WASHINGTON – Key provisions of the $700 billion financial industry bailout and sweeteners added by the Senate to attract votes from constituencies.
The underlying legislation would:
—Authorize $700 billion for the government to purchase troubled assets and buy equity in distressed financial firms.
—Require the Treasury Department to make rules to prevent excessive compensation for executives whose companies benefit from the rescue, and cap deductibility of executives' pay packages at $500,000 for firms that get $300 million or more from the program.
—Establish an oversight board for the program, a special inspector general to monitor it and regular government audits.
—Require that the president establish a plan to recoup the cost from the financial industry if, after five years, there are any losses.
—Phase in the money for buying troubled assets, with $250 billion available immediately, $100 billion to be released if the president certifies it is needed, and the last $350 billion available with another certification, but subject to a congressional vote.
Among the sweeteners added are those that would:
—Provide business tax breaks, including for production of, investment in, and use of renewable fuels.
—Require group health plans that include mental health or addiction treatment to provide coverage for those conditions that is equitable to other medical coverage.
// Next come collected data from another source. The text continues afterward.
use alpha_common::{AlphaError, FuncSpec};
use dashmap::DashMap;
use once_cell::sync::Lazy;
use std::sync::Arc;

use crate::function::FuncEntry;

/// Case-insensitive, process-wide function table. Both evaluators resolve
/// `Call` names through this one map — the earlier case-sensitive/
/// case-insensitive split between the two evaluators is resolved by routing
/// every lookup through the same normalized key.
static REGISTRY: Lazy<DashMap<String, Arc<FuncEntry>>> = Lazy::new(DashMap::new);

#[inline]
fn norm(name: &str) -> String {
    name.to_ascii_uppercase()
}

/// Registers one function. Duplicate registration overwrites the previous
/// entry (last-writer-wins at init), matching the registry contract.
pub fn register(entry: FuncEntry) {
    REGISTRY.insert(norm(entry.spec.name), Arc::new(entry));
}

pub fn get(name: &str) -> Result<Arc<FuncEntry>, AlphaError> {
    REGISTRY
        .get(&norm(name))
        .map(|e| Arc::clone(e.value()))
        .ok_or_else(|| AlphaError::UnknownFunctionError {
            name: name.to_string(),
        })
}

/// Sorted snapshot of every registered function's metadata.
pub fn list() -> Vec<FuncSpec> {
    let mut specs: Vec<FuncSpec> = REGISTRY.iter().map(|e| e.spec.clone()).collect();
    specs.sort_by(|a, b| a.name.cmp(b.name));
    specs
}

/// Populates the registry with every built-in. Idempotent and cheap to call
/// repeatedly (e.g. once per test, guarded by `std::sync::Once` in callers
/// that need it on a hot path); registration itself is just overwriting
/// DashMap entries.
pub fn init() {
    crate::builtins::load_builtins();
}
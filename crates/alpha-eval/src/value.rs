pub use alpha_common::{CrossSection, FieldBundle, Panel, PanelValue, ScalarValue};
—Increase personal credits against the AMT, shielding more than 20 million taxpayers from the tax.
—Grant tax relief to victims of natural disasters in the Midwest and elsewhere.
—Extend through 2011 a program that funds rural schools and local governments that have low property-tax bases because they lie within or are adjacent to federal lands.
—Extend until end of 2009 the deduction for state and local general sales taxes.
—Extend until end of 2009 individual tax breaks, including deductions for higher education costs and teachers' personal expenses.
—Increase, from $100,000 to $250,000, the limit on federal bank deposit insurance.